Items from a data source

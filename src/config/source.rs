// Copyright 2026 The Prompt Relay Project
// SPDX-License-Identifier: Apache-2.0

use std::collections::HashMap;

/// Abstraction over where configuration values come from.
///
/// `EnvSource` reads process environment variables; `MapSource` provides
/// values directly (used in tests to avoid environment mutation).
pub trait ConfigSource {
    fn get(&self, key: &str) -> Option<String>;
}

/// Reads configuration from process environment variables.
///
/// An empty value is treated the same as an unset one, matching how the
/// deployment platform surfaces blank env entries.
pub struct EnvSource;

impl ConfigSource for EnvSource {
    fn get(&self, key: &str) -> Option<String> {
        std::env::var(key).ok().filter(|v| !v.is_empty())
    }
}

/// Provides configuration values from an in-memory map. Used for testing.
#[derive(Default)]
pub struct MapSource {
    pub values: HashMap<String, String>,
}

impl MapSource {
    pub fn new() -> Self {
        Self::default()
    }

    pub fn set(mut self, key: &str, value: &str) -> Self {
        self.values.insert(key.to_string(), value.to_string());
        self
    }
}

impl ConfigSource for MapSource {
    fn get(&self, key: &str) -> Option<String> {
        self.values.get(key).cloned()
    }
}
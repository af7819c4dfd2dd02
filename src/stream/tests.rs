// Copyright 2026 The Prompt Relay Project
// SPDX-License-Identifier: Apache-2.0

// Pipeline tests for reassembly + extraction
//
// Covers:
//  1. A realistic upstream chat stream split at awkward byte boundaries
//  2. Chunk-boundary independence through the full extraction pipeline
//  3. No fragment emitted after the termination sentinel
//  4. Malformed frames interleaved with well-formed ones

use super::*;

/// Run raw bytes through reassembly + extraction, honoring the
/// termination sentinel, and collect the forwarded fragments.
fn relay_bytes(chunks: &[&[u8]]) -> (Vec<String>, bool) {
    let mut reassembler = LineReassembler::new();
    let mut texts = Vec::new();
    let mut done = false;

    'outer: for chunk in chunks {
        for frame in reassembler.feed(chunk) {
            match frame {
                UpstreamFrame::Noise => {}
                UpstreamFrame::Done => {
                    done = true;
                    break 'outer;
                }
                UpstreamFrame::Data(line) => match extract(&line) {
                    None => {}
                    Some(Extracted::Done) => {
                        done = true;
                        break 'outer;
                    }
                    Some(Extracted::Text(t)) => texts.push(t),
                },
            }
        }
    }
    (texts, done)
}

const CHAT_STREAM: &str = concat!(
    "data: {\"id\":\"chatcmpl-1\",\"choices\":[{\"index\":0,\"delta\":{\"role\":\"assistant\"},\"finish_reason\":null}]}\n",
    "\n",
    "data: {\"id\":\"chatcmpl-1\",\"choices\":[{\"index\":0,\"delta\":{\"content\":\"Hel\"},\"finish_reason\":null}]}\n",
    "\n",
    "data: {\"id\":\"chatcmpl-1\",\"choices\":[{\"index\":0,\"delta\":{\"content\":\"lo\"},\"finish_reason\":null}]}\n",
    "\n",
    "data: {\"id\":\"chatcmpl-1\",\"choices\":[{\"index\":0,\"delta\":{},\"finish_reason\":\"stop\"}]}\n",
    "\n",
    "data: [DONE]\n",
    "\n",
);

// ---------------------------------------------------------------------------
// Test 1: realistic stream, one read
// ---------------------------------------------------------------------------

#[test]
fn chat_stream_extracts_fragments_in_order() {
    let (texts, done) = relay_bytes(&[CHAT_STREAM.as_bytes()]);
    assert_eq!(texts, vec!["Hel", "lo"]);
    assert!(done);
}

// ---------------------------------------------------------------------------
// Test 2: chunk-boundary independence through the whole pipeline
// ---------------------------------------------------------------------------

#[test]
fn every_split_size_yields_identical_fragments() {
    let bytes = CHAT_STREAM.as_bytes();
    let expected = relay_bytes(&[bytes]);

    for size in 1..=64 {
        let chunks: Vec<&[u8]> = bytes.chunks(size).collect();
        let result = relay_bytes(&chunks);
        assert_eq!(result, expected, "split size {size} diverged");
    }
}

// ---------------------------------------------------------------------------
// Test 3: nothing is processed after the termination sentinel
// ---------------------------------------------------------------------------

#[test]
fn fragments_after_done_are_ignored() {
    let stream = concat!(
        "data: {\"choices\":[{\"delta\":{\"content\":\"before\"}}]}\n",
        "data: [DONE]\n",
        "data: {\"choices\":[{\"delta\":{\"content\":\"after\"}}]}\n",
    );
    let (texts, done) = relay_bytes(&[stream.as_bytes()]);
    assert_eq!(texts, vec!["before"]);
    assert!(done);
}

// ---------------------------------------------------------------------------
// Test 4: malformed frames degrade to passthrough between valid ones
// ---------------------------------------------------------------------------

#[test]
fn malformed_frames_interleave_as_passthrough() {
    let stream = concat!(
        "data: {\"choices\":[{\"delta\":{\"content\":\"ok\"}}]}\n",
        "data: not json at all\n",
        "data: {\"choices\":[{\"delta\":{\"content\":\"fine\"}}]}\n",
        "data: [DONE]\n",
    );
    let (texts, done) = relay_bytes(&[stream.as_bytes()]);
    assert_eq!(texts, vec!["ok", "not json at all", "fine"]);
    assert!(done);
}

// ---------------------------------------------------------------------------
// Test 5: multi-byte text split across reads survives intact
// ---------------------------------------------------------------------------

#[test]
fn multibyte_fragment_split_mid_codepoint() {
    let stream = "data: {\"choices\":[{\"delta\":{\"content\":\"naïve ☃\"}}]}\ndata: [DONE]\n";
    let bytes = stream.as_bytes();

    for size in 1..=bytes.len() {
        let chunks: Vec<&[u8]> = bytes.chunks(size).collect();
        let (texts, done) = relay_bytes(&chunks);
        assert_eq!(texts, vec!["naïve ☃"], "split size {size}");
        assert!(done);
    }
}
use std::fmt;

use regex::Regex;

use super::error::ConfigError;

/// A pre-compiled regex pattern. Wraps `regex::Regex` with the original
/// pattern string preserved for debugging/display.
#[derive(Clone)]
pub struct CompiledPattern {
    pub pattern: String,
    pub regex: Regex,
}

impl CompiledPattern {
    /// Compile a regex pattern, returning `ConfigError::InvalidRegex` on failure.
    pub fn compile(pattern: &str) -> Result<Self, ConfigError> {
        let regex = Regex::new(pattern).map_err(|e| ConfigError::InvalidRegex {
            pattern: pattern.to_string(),
            source: e,
        })?;
        Ok(Self {
            pattern: pattern.to_string(),
            regex,
        })
    }

    /// Build a case-insensitive alternation over a list of literal terms.
    ///
    /// Terms are regex-escaped, so "sql injection" matches as a literal
    /// phrase rather than as a pattern.
    pub fn from_terms(terms: &[String]) -> Result<Self, ConfigError> {
        if terms.is_empty() {
            return Err(ConfigError::Validation(
                "disallow-term list must contain at least one term".to_string(),
            ));
        }
        let escaped: Vec<String> = terms.iter().map(|t| regex::escape(t)).collect();
        let pattern = format!("(?i)({})", escaped.join("|"));
        Self::compile(&pattern)
    }

    /// Test whether the pattern matches the given text.
    pub fn is_match(&self, text: &str) -> bool {
        self.regex.is_match(text)
    }
}

impl fmt::Debug for CompiledPattern {
    fn fmt(&self, f: &mut fmt::Formatter<'_>) -> fmt::Result {
        f.debug_struct("CompiledPattern")
            .field("pattern", &self.pattern)
            .finish()
    }
}

impl PartialEq for CompiledPattern {
    fn eq(&self, other: &Self) -> bool {
        self.pattern == other.pattern
    }
}
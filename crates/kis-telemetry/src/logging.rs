//! Structured logging initialization.

use crate::error::{TelemetryError, TelemetryResult};
use tracing_subscriber::{fmt, layer::SubscriberExt, util::SubscriberInitExt, EnvFilter};

/// Initialize structured logging.
///
/// `RUST_LOG` wins over `default_filter`. Output is JSON when
/// `RUST_ENV=production`, pretty otherwise.
pub fn init_logging_with_default(default_filter: &str) -> TelemetryResult<()> {
    let env_filter =
        EnvFilter::try_from_default_env().unwrap_or_else(|_| EnvFilter::new(default_filter));

    let is_production = std::env::var("RUST_ENV")
        .map(|v| v == "production")
        .unwrap_or(false);

    if is_production {
        tracing_subscriber::registry()
            .with(env_filter)
            .with(
                fmt::layer()
                    .json()
                    .with_current_span(true)
                    .with_span_list(true),
            )
            .try_init()
            .map_err(|e| TelemetryError::LoggingInit(e.to_string()))
    } else {
        tracing_subscriber::registry()
            .with(env_filter)
            .with(
                fmt::layer()
                    .pretty()
                    .with_target(true)
                    .with_thread_names(true),
            )
            .try_init()
            .map_err(|e| TelemetryError::LoggingInit(e.to_string()))
    }
}
//! Prometheus metrics and structured logging for the KIS relay.
//!
//! - Prometheus metrics for connection state, decoding, dispatch and auth
//! - Structured logging with tracing (JSON in production)

pub mod error;
pub mod logging;
pub mod metrics;

pub use error::{TelemetryError, TelemetryResult};
pub use logging::init_logging_with_default;
pub use metrics::Metrics;
//! Application configuration.
//!
//! A TOML file layered with `KIS__`-prefixed environment variables, e.g.
//! `KIS__APP_KEY` or `KIS__SINKS__EXECUTION_URL`.

use crate::error::{AppError, AppResult};
use kis_control::ControlConfig;
use kis_core::{is_valid_symbol, Environment};
use kis_dispatch::DispatchConfig;
use kis_ws::{ConnectionConfig, RegistryConfig};
use serde::{Deserialize, Deserializer};
use std::fmt;
use std::path::{Path, PathBuf};
use std::time::Duration;

const ENV_PREFIX: &str = "KIS";
const ENV_SEPARATOR: &str = "__";

/// WebSocket supervisor and registry settings.
#[derive(Debug, Clone, Deserialize)]
pub struct WebSocketConfig {
    /// Override for the environment's WebSocket URL.
    #[serde(default)]
    pub url: Option<String>,
    /// Fixed delay between reconnect attempts (ms). Default: 5000.
    #[serde(default = "default_reconnect_delay_ms")]
    pub reconnect_delay_ms: u64,
    /// Consecutive failed attempts before giving up (0 = never). Default: 0.
    #[serde(default)]
    pub max_reconnect_attempts: u32,
    /// Handshake bound per attempt (ms). Default: 10000.
    #[serde(default = "default_connect_timeout_ms")]
    pub connect_timeout_ms: u64,
    /// Pause after each subscribe frame (ms). Default: 200.
    #[serde(default = "default_subscribe_send_delay_ms")]
    pub subscribe_send_delay_ms: u64,
    /// Re-send subscribe frames after a reconnect. Default: true.
    #[serde(default = "default_true")]
    pub resubscribe_on_reconnect: bool,
}

fn default_reconnect_delay_ms() -> u64 {
    5000
}

fn default_connect_timeout_ms() -> u64 {
    10_000
}

fn default_subscribe_send_delay_ms() -> u64 {
    200
}

fn default_true() -> bool {
    true
}

impl Default for WebSocketConfig {
    fn default() -> Self {
        Self {
            url: None,
            reconnect_delay_ms: default_reconnect_delay_ms(),
            max_reconnect_attempts: 0,
            connect_timeout_ms: default_connect_timeout_ms(),
            subscribe_send_delay_ms: default_subscribe_send_delay_ms(),
            resubscribe_on_reconnect: true,
        }
    }
}

/// Downstream sink settings.
#[derive(Debug, Clone, Deserialize)]
pub struct SinkConfig {
    /// Receives price snapshots and order books.
    pub snapshot_url: String,
    /// Receives executions.
    pub execution_url: String,
    /// Per-request timeout (ms). Default: 5000.
    #[serde(default = "default_sink_timeout_ms")]
    pub timeout_ms: u64,
    /// Events buffered ahead of the sinks. Default: 1024.
    #[serde(default = "default_queue_capacity")]
    pub queue_capacity: usize,
}

fn default_sink_timeout_ms() -> u64 {
    5000
}

fn default_queue_capacity() -> usize {
    1024
}

impl SinkConfig {
    pub fn timeout(&self) -> Duration {
        Duration::from_millis(self.timeout_ms)
    }
}

#[derive(Debug, Clone, Deserialize)]
pub struct TelemetryConfig {
    /// Default log filter when `RUST_LOG` is unset.
    #[serde(default = "default_log_level")]
    pub log_level: String,
}

fn default_log_level() -> String {
    "info,kis=debug".to_string()
}

impl Default for TelemetryConfig {
    fn default() -> Self {
        Self {
            log_level: default_log_level(),
        }
    }
}

/// Main application configuration.
#[derive(Clone, Deserialize)]
pub struct RelayConfig {
    /// Mock (paper trading) or live endpoints.
    #[serde(default)]
    pub environment: Environment,
    #[serde(default)]
    pub app_key: String,
    #[serde(default)]
    pub app_secret: String,
    /// Override for the environment's REST base URL.
    #[serde(default)]
    pub auth_url: Option<String>,
    /// Directory holding `token_cache_{env}.json`.
    #[serde(default = "default_token_cache_dir")]
    pub token_cache_dir: PathBuf,
    /// Symbols subscribed once the first session opens. A TOML array, or a
    /// comma-separated string from the environment.
    #[serde(default, deserialize_with = "symbol_list")]
    pub initial_symbols: Vec<String>,
    #[serde(default)]
    pub websocket: WebSocketConfig,
    pub sinks: SinkConfig,
    #[serde(default)]
    pub control: ControlConfig,
    #[serde(default)]
    pub telemetry: TelemetryConfig,
}

fn default_token_cache_dir() -> PathBuf {
    PathBuf::from(".")
}

/// Symbols stay strings so leading zeros survive.
fn symbol_list<'de, D>(deserializer: D) -> Result<Vec<String>, D::Error>
where
    D: Deserializer<'de>,
{
    #[derive(Deserialize)]
    #[serde(untagged)]
    enum Symbols {
        List(Vec<String>),
        Joined(String),
    }

    Ok(match Symbols::deserialize(deserializer)? {
        Symbols::List(symbols) => symbols,
        Symbols::Joined(joined) => joined
            .split(',')
            .map(str::trim)
            .filter(|s| !s.is_empty())
            .map(str::to_string)
            .collect(),
    })
}

impl fmt::Debug for RelayConfig {
    fn fmt(&self, f: &mut fmt::Formatter<'_>) -> fmt::Result {
        f.debug_struct("RelayConfig")
            .field("environment", &self.environment)
            .field("app_key", &self.app_key)
            .field("app_secret", &"<redacted>")
            .field("auth_url", &self.auth_url)
            .field("token_cache_dir", &self.token_cache_dir)
            .field("initial_symbols", &self.initial_symbols)
            .field("websocket", &self.websocket)
            .field("sinks", &self.sinks)
            .field("control", &self.control)
            .field("telemetry", &self.telemetry)
            .finish()
    }
}

impl RelayConfig {
    /// Load from a TOML file, then apply `KIS__*` environment overrides.
    pub fn from_file(path: impl AsRef<Path>) -> AppResult<Self> {
        Self::load(path.as_ref(), None)
    }

    /// `overrides` replaces the process environment when given.
    ///
    /// Environment values are kept as strings; serde converts numeric and
    /// boolean fields on deserialization, so keys and symbols are never
    /// reinterpreted as numbers.
    fn load(path: &Path, overrides: Option<config::Map<String, String>>) -> AppResult<Self> {
        let environment = config::Environment::with_prefix(ENV_PREFIX)
            .separator(ENV_SEPARATOR)
            .source(overrides);

        let config: Self = config::Config::builder()
            .add_source(config::File::from(path).format(config::FileFormat::Toml))
            .add_source(environment)
            .build()?
            .try_deserialize()?;

        config.validate()?;
        Ok(config)
    }

    /// Reject settings the relay cannot start with.
    pub fn validate(&self) -> AppResult<()> {
        if self.app_key.trim().is_empty() || self.app_secret.trim().is_empty() {
            return Err(AppError::Config(
                "app_key and app_secret are required".to_string(),
            ));
        }

        for (name, url) in [
            ("sinks.snapshot_url", &self.sinks.snapshot_url),
            ("sinks.execution_url", &self.sinks.execution_url),
        ] {
            if !(url.starts_with("http://") || url.starts_with("https://")) {
                return Err(AppError::Config(format!(
                    "{name} must be an http(s) URL, got {url:?}"
                )));
            }
        }

        if self.sinks.timeout_ms == 0 {
            return Err(AppError::Config("sinks.timeout_ms must be > 0".to_string()));
        }
        if self.sinks.queue_capacity == 0 {
            return Err(AppError::Config(
                "sinks.queue_capacity must be > 0".to_string(),
            ));
        }

        if let Some(symbol) = self.initial_symbols.iter().find(|s| !is_valid_symbol(s)) {
            return Err(AppError::Config(format!(
                "invalid symbol in initial_symbols: {symbol:?}"
            )));
        }

        Ok(())
    }

    pub fn websocket_url(&self) -> String {
        self.websocket
            .url
            .clone()
            .unwrap_or_else(|| self.environment.ws_url().to_string())
    }

    pub fn connection_config(&self) -> ConnectionConfig {
        ConnectionConfig {
            url: self.websocket_url(),
            reconnect_delay_ms: self.websocket.reconnect_delay_ms,
            max_reconnect_attempts: self.websocket.max_reconnect_attempts,
            connect_timeout_ms: self.websocket.connect_timeout_ms,
        }
    }

    pub fn registry_config(&self) -> RegistryConfig {
        RegistryConfig {
            environment: self.environment,
            send_delay_ms: self.websocket.subscribe_send_delay_ms,
            resubscribe_on_reconnect: self.websocket.resubscribe_on_reconnect,
        }
    }

    pub fn dispatch_config(&self) -> DispatchConfig {
        DispatchConfig {
            queue_capacity: self.sinks.queue_capacity,
        }
    }
}

#[cfg(test)]
mod tests {
    use super::*;
    use std::io::Write;

    const MINIMAL: &str = r#"
app_key = "key"
app_secret = "secret"

[sinks]
snapshot_url = "http://localhost:8080/api/stocks/realtime"
execution_url = "http://localhost:8080/api/stocks/execution"
"#;

    fn write_config(content: &str) -> tempfile::NamedTempFile {
        let mut file = tempfile::Builder::new().suffix(".toml").tempfile().unwrap();
        file.write_all(content.as_bytes()).unwrap();
        file
    }

    fn no_env() -> Option<config::Map<String, String>> {
        Some(config::Map::new())
    }

    #[test]
    fn test_defaults() {
        let file = write_config(MINIMAL);
        let config = RelayConfig::load(file.path(), no_env()).unwrap();

        assert_eq!(config.environment, Environment::Mock);
        assert_eq!(config.websocket.reconnect_delay_ms, 5000);
        assert_eq!(config.websocket.max_reconnect_attempts, 0);
        assert_eq!(config.connection_config().connect_timeout_ms, 10_000);
        assert_eq!(config.websocket.subscribe_send_delay_ms, 200);
        assert!(config.websocket.resubscribe_on_reconnect);
        assert_eq!(config.sinks.timeout(), Duration::from_secs(5));
        assert_eq!(config.sinks.queue_capacity, 1024);
        assert_eq!(config.control.bind_addr(), "0.0.0.0:5001");
        assert_eq!(config.telemetry.log_level, "info,kis=debug");
        assert!(config.initial_symbols.is_empty());
        assert_eq!(config.websocket_url(), Environment::Mock.ws_url());
    }

    #[test]
    fn test_environment_overrides() {
        let file = write_config(MINIMAL);
        let env = config::Map::from([
            ("KIS__ENVIRONMENT".to_string(), "live".to_string()),
            ("KIS__APP_KEY".to_string(), "from-env".to_string()),
            (
                "KIS__SINKS__EXECUTION_URL".to_string(),
                "http://backend:8080/exec".to_string(),
            ),
            ("KIS__WEBSOCKET__RECONNECT_DELAY_MS".to_string(), "250".to_string()),
            ("KIS__INITIAL_SYMBOLS".to_string(), "005930,000660".to_string()),
        ]);

        let config = RelayConfig::load(file.path(), Some(env)).unwrap();

        assert_eq!(config.environment, Environment::Live);
        assert_eq!(config.app_key, "from-env");
        assert_eq!(config.sinks.execution_url, "http://backend:8080/exec");
        assert_eq!(config.websocket.reconnect_delay_ms, 250);
        assert_eq!(config.initial_symbols, vec!["005930", "000660"]);
        assert_eq!(config.connection_config().url, Environment::Live.ws_url());
        assert_eq!(config.registry_config().environment, Environment::Live);
    }

    #[test]
    fn test_numeric_looking_env_values_stay_strings() {
        let file = write_config(MINIMAL);
        let env = config::Map::from([
            ("KIS__APP_KEY".to_string(), "0012345".to_string()),
            ("KIS__APP_SECRET".to_string(), "1e5".to_string()),
            ("KIS__INITIAL_SYMBOLS".to_string(), "005930".to_string()),
            ("KIS__WEBSOCKET__RESUBSCRIBE_ON_RECONNECT".to_string(), "false".to_string()),
            ("KIS__WEBSOCKET__CONNECT_TIMEOUT_MS".to_string(), "1500".to_string()),
        ]);

        let config = RelayConfig::load(file.path(), Some(env)).unwrap();

        assert_eq!(config.app_key, "0012345");
        assert_eq!(config.app_secret, "1e5");
        assert_eq!(config.initial_symbols, vec!["005930"]);
        assert!(!config.websocket.resubscribe_on_reconnect);
        assert_eq!(config.websocket.connect_timeout_ms, 1500);
    }

    #[test]
    fn test_missing_credentials_rejected() {
        let file = write_config(
            r#"
[sinks]
snapshot_url = "http://localhost/a"
execution_url = "http://localhost/b"
"#,
        );
        let err = RelayConfig::load(file.path(), no_env()).unwrap_err();
        assert!(matches!(err, AppError::Config(msg) if msg.contains("app_key")));
    }

    #[test]
    fn test_bad_sink_url_rejected() {
        let file = write_config(&MINIMAL.replace("http://localhost:8080/api/stocks/realtime", ""));
        let err = RelayConfig::load(file.path(), no_env()).unwrap_err();
        assert!(matches!(err, AppError::Config(msg) if msg.contains("snapshot_url")));
    }

    #[test]
    fn test_invalid_initial_symbol_rejected() {
        let file = write_config(&format!("initial_symbols = [\"005930\", \"00|59\"]\n{MINIMAL}"));
        let err = RelayConfig::load(file.path(), no_env()).unwrap_err();
        assert!(matches!(err, AppError::Config(msg) if msg.contains("00|59")));
    }

    #[test]
    fn test_missing_file() {
        let err = RelayConfig::load(Path::new("/nonexistent/relay.toml"), no_env()).unwrap_err();
        assert!(matches!(err, AppError::Config(_)));
    }

    #[test]
    fn test_debug_redacts_secret() {
        let file = write_config(MINIMAL);
        let config = RelayConfig::load(file.path(), no_env()).unwrap();
        let debug = format!("{config:?}");
        assert!(!debug.contains("\"secret\""));
        assert!(debug.contains("<redacted>"));
    }

    #[test]
    fn test_url_override() {
        let file = write_config(&format!("{MINIMAL}\n[websocket]\nurl = \"ws://127.0.0.1:9000\"\n"));
        let config = RelayConfig::load(file.path(), no_env()).unwrap();
        assert_eq!(config.websocket_url(), "ws://127.0.0.1:9000");
    }
}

- TASK TO COMPLETE
Lines from the top of the data above through the line containing "pub trait ConfigSource" must be repeated exactly. All other lines stay out.

- RESULT OF THE EXERCISE
filename src/config/source.rs
// Copyright 2026 The Prompt Relay Project
// SPDX-License-Identifier: Apache-2.0

use std::collections::HashMap;

/// Abstraction over where configuration values come from.
///
/// `EnvSource` reads process environment variables; `MapSource` provides
/// values directly (used in tests to avoid environment mutation).
pub trait ConfigSource {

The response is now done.